**ENTRIES PROVIDED**
//! In-memory transport for tests and bench runs without hardware

use super::Transport;
use crate::error::Result;
use parking_lot::Mutex;
use std::collections::VecDeque;
use std::sync::Arc;

/// Mock transport. Clones share the same buffers, so a test can keep one
/// handle while the link under test owns another.
#[derive(Clone, Default)]
pub struct MockTransport {
    inner: Arc<Mutex<MockTransportInner>>,
}

#[derive(Default)]
struct MockTransportInner {
    read_buffer: VecDeque<u8>,
    write_buffer: Vec<u8>,
    pending_read_errors: usize,
    fail_writes: bool,
}

impl MockTransport {
    pub fn new() -> Self {
        Self::default()
    }

    /// Inject data to be read
    pub fn inject_read(&self, data: &[u8]) {
        self.inner.lock().read_buffer.extend(data);
    }

    /// Make the next `count` reads fail with an I/O error
    pub fn inject_read_errors(&self, count: usize) {
        self.inner.lock().pending_read_errors += count;
    }

    pub fn set_fail_writes(&self, fail: bool) {
        self.inner.lock().fail_writes = fail;
    }

    /// All written data
    pub fn written(&self) -> Vec<u8> {
        self.inner.lock().write_buffer.clone()
    }

    /// Written data split into newline-terminated lines
    pub fn written_lines(&self) -> Vec<String> {
        String::from_utf8_lossy(&self.written())
            .lines()
            .map(str::to_string)
            .collect()
    }

    pub fn clear_written(&self) {
        self.inner.lock().write_buffer.clear();
    }

    /// Bytes injected but not yet consumed by a reader
    pub fn unread(&self) -> usize {
        self.inner.lock().read_buffer.len()
    }
}

impl Transport for MockTransport {
    fn read(&mut self, buffer: &mut [u8]) -> Result<usize> {
        let mut inner = self.inner.lock();
        if inner.pending_read_errors > 0 {
            inner.pending_read_errors -= 1;
            return Err(std::io::Error::new(std::io::ErrorKind::BrokenPipe, "mock read error").into());
        }

        let available = inner.read_buffer.len().min(buffer.len());
        for (slot, byte) in buffer.iter_mut().zip(inner.read_buffer.drain(..available)) {
            *slot = byte;
        }
        Ok(available)
    }

    fn write(&mut self, data: &[u8]) -> Result<usize> {
        let mut inner = self.inner.lock();
        if inner.fail_writes {
            return Err(std::io::Error::new(std::io::ErrorKind::BrokenPipe, "mock write error").into());
        }
        inner.write_buffer.extend_from_slice(data);
        Ok(data.len())
    }

    fn flush(&mut self) -> Result<()> {
        Ok(())
    }
}

#[cfg(test)]
mod tests {
    use super::*;

    #[test]
    fn test_mock_read_write() {
        let mock = MockTransport::new();
        let mut link = mock.clone();

        mock.inject_read(b"abc");
        let mut buf = [0u8; 2];
        assert_eq!(link.read(&mut buf).unwrap(), 2);
        assert_eq!(&buf, b"ab");
        assert_eq!(mock.unread(), 1);

        link.send(b"STOP\n").unwrap();
        assert_eq!(mock.written_lines(), vec!["STOP".to_string()]);
    }

    #[test]
    fn test_mock_injected_errors() {
        let mock = MockTransport::new();
        let mut link = mock.clone();

        mock.inject_read_errors(1);
        let mut buf = [0u8; 4];
        assert!(link.read(&mut buf).is_err());
        assert_eq!(link.read(&mut buf).unwrap(), 0);

        mock.set_fail_writes(true);
        assert!(link.send(b"x").is_err());
        assert!(mock.written().is_empty());
    }
}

**ASSIGNMENT**
Retype exactly the lines from the first line of the records above through the line containing "pub fn inject_read(&self, data: &[u8])", both included, and nothing else.

**ANSWER FOR THE TASK**
//! In-memory transport for tests and bench runs without hardware

use super::Transport;
use crate::error::Result;
use parking_lot::Mutex;
use std::collections::VecDeque;
use std::sync::Arc;

/// Mock transport. Clones share the same buffers, so a test can keep one
/// handle while the link under test owns another.
#[derive(Clone, Default)]
pub struct MockTransport {
    inner: Arc<Mutex<MockTransportInner>>,
}

#[derive(Default)]
struct MockTransportInner {
    read_buffer: VecDeque<u8>,
    write_buffer: Vec<u8>,
    pending_read_errors: usize,
    fail_writes: bool,
}

impl MockTransport {
    pub fn new() -> Self {
        Self::default()
    }

    /// Inject data to be read
    pub fn inject_read(&self, data: &[u8]) {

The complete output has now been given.